## DESCRIPTION OF THE TASK
Report, as a bare number, how many lines in the data contain "fetcher".

(Dataset records)
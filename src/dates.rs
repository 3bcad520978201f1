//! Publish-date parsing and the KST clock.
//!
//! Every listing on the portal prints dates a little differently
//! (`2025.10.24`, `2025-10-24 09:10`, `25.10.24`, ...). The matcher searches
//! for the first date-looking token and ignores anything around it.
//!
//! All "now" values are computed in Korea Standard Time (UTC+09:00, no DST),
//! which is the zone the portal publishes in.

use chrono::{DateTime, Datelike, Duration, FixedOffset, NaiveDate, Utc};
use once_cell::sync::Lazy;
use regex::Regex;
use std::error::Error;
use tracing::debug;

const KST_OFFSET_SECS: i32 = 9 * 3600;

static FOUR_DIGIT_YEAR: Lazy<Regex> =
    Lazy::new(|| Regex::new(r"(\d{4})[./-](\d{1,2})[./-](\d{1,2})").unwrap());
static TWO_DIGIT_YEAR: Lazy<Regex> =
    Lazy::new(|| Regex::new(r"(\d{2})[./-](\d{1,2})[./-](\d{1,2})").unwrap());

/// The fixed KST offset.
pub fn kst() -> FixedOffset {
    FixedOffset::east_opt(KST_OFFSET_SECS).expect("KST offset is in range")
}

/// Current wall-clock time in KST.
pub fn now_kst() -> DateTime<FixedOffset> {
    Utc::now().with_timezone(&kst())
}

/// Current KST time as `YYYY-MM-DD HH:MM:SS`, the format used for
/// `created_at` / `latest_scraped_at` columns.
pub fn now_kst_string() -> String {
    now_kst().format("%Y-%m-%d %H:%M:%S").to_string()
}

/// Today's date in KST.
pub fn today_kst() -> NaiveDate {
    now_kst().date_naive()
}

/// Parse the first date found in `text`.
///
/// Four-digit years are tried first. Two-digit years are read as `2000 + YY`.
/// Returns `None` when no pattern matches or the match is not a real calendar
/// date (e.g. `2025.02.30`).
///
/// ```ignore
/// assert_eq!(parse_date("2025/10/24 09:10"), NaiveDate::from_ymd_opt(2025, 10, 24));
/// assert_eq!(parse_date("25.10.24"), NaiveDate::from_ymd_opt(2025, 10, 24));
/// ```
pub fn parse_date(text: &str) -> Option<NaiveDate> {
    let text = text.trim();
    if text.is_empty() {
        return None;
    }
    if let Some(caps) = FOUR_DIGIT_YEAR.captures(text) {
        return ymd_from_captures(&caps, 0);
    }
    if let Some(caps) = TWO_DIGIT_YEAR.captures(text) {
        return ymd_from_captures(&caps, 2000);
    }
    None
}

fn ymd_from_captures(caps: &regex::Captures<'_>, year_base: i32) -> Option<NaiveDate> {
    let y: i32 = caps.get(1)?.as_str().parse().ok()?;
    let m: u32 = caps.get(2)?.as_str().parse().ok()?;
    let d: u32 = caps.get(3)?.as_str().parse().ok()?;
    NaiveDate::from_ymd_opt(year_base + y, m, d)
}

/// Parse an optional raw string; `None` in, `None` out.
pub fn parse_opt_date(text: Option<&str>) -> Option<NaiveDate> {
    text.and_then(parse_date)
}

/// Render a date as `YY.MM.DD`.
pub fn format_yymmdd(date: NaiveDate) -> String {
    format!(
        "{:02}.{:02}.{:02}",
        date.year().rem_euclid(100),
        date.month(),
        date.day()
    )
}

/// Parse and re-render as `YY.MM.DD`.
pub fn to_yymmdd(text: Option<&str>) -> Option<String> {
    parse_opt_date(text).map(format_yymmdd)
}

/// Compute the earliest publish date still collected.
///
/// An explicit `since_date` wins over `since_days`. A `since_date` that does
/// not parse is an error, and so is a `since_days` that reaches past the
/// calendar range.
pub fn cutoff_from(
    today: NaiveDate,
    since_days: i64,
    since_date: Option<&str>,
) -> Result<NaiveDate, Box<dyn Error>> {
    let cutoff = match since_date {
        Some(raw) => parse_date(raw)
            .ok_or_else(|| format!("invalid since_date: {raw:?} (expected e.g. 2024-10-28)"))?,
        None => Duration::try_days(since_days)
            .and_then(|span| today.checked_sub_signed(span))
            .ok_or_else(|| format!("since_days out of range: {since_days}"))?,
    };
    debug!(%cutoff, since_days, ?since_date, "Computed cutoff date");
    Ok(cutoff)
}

--

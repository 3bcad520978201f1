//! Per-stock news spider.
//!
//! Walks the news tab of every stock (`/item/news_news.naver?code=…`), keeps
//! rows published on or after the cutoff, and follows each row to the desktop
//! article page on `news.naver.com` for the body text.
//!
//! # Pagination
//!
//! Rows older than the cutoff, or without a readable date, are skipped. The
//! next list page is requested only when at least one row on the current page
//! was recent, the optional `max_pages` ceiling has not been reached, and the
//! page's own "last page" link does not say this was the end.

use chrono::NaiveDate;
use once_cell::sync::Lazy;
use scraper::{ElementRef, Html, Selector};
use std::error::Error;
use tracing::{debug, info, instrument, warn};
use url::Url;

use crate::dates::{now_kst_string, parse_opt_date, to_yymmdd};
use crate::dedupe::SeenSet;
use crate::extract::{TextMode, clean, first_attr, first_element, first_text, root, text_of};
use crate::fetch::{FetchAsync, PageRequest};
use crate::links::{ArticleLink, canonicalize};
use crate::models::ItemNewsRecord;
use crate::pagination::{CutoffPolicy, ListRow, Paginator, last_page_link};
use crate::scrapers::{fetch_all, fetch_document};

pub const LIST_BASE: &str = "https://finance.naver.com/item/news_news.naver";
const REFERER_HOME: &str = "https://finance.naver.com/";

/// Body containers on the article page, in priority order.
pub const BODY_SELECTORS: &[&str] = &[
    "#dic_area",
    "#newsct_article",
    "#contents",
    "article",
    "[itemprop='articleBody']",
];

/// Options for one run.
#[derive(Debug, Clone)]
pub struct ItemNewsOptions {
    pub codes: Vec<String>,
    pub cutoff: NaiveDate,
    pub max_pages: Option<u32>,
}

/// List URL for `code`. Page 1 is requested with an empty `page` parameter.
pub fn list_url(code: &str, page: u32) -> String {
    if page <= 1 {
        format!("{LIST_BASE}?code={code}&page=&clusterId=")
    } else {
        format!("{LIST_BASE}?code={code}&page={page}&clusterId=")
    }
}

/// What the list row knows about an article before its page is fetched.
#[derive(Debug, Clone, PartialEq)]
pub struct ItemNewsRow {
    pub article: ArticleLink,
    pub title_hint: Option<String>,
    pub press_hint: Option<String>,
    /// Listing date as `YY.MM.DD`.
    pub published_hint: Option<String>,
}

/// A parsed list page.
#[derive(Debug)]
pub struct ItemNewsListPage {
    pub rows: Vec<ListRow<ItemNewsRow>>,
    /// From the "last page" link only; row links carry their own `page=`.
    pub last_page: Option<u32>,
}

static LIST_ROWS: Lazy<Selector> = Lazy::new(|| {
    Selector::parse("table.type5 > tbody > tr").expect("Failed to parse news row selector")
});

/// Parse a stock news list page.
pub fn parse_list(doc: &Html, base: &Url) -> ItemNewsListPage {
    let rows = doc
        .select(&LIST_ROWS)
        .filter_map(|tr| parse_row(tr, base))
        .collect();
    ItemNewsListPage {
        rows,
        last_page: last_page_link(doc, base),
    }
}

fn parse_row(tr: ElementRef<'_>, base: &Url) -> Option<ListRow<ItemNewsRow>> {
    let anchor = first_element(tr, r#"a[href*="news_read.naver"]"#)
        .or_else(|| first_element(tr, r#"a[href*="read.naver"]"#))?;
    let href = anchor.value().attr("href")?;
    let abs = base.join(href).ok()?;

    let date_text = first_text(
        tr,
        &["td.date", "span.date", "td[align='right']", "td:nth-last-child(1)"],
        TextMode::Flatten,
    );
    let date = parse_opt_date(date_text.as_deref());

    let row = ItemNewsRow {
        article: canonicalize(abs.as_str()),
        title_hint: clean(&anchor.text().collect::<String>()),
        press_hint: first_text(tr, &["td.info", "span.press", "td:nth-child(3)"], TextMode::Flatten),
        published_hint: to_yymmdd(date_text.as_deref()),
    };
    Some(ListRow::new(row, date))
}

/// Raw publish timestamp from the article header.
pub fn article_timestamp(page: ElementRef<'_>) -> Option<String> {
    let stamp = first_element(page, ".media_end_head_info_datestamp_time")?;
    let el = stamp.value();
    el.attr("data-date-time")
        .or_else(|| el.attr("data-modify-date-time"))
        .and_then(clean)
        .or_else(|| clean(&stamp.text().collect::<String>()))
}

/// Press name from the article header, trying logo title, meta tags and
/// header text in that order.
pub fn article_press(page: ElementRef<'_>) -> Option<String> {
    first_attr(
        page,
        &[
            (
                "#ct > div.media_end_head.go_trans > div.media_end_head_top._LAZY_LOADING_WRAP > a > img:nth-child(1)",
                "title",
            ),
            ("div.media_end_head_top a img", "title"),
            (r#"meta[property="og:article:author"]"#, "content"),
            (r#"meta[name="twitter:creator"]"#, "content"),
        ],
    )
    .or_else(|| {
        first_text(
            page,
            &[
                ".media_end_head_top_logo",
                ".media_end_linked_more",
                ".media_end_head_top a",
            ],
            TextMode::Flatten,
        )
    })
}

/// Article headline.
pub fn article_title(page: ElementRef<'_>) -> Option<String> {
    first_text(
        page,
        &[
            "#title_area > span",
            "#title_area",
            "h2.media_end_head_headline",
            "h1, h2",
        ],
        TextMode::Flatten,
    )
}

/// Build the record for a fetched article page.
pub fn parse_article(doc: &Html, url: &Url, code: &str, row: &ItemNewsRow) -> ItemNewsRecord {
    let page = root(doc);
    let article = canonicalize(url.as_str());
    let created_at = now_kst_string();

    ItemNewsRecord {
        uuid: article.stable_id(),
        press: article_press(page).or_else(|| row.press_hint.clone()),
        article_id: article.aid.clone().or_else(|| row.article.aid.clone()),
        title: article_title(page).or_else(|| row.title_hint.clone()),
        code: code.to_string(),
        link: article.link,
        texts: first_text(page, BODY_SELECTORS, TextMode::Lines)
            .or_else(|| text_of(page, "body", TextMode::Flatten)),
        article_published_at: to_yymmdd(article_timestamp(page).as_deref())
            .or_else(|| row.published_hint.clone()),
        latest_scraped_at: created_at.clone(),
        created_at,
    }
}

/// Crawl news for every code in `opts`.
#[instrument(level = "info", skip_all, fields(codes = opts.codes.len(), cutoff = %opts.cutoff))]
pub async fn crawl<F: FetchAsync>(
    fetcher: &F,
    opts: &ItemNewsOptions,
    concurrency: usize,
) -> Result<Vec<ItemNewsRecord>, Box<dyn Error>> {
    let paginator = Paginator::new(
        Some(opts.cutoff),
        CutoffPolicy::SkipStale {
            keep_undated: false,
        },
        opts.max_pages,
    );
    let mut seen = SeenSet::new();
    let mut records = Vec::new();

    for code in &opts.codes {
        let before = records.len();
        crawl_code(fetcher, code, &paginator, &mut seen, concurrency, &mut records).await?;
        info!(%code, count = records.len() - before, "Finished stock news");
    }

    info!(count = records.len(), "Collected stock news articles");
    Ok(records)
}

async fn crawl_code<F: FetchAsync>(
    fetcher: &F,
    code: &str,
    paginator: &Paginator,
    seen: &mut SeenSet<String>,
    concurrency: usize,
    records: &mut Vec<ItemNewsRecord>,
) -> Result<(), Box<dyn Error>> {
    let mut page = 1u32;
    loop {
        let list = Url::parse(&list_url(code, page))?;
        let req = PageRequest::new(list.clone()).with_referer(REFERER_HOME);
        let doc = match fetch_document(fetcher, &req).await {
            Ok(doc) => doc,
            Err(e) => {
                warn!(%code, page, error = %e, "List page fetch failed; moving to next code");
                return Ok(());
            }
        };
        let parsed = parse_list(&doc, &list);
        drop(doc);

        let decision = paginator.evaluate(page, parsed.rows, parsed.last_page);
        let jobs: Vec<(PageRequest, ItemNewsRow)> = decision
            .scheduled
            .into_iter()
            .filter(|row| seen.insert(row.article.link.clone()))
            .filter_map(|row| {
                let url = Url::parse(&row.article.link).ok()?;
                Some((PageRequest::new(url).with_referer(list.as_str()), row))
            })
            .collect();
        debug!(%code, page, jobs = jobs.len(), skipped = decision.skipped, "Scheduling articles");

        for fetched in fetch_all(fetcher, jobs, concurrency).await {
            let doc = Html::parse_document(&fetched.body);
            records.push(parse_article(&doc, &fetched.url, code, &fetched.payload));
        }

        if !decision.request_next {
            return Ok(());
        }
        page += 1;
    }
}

## RESPONSE AREA
5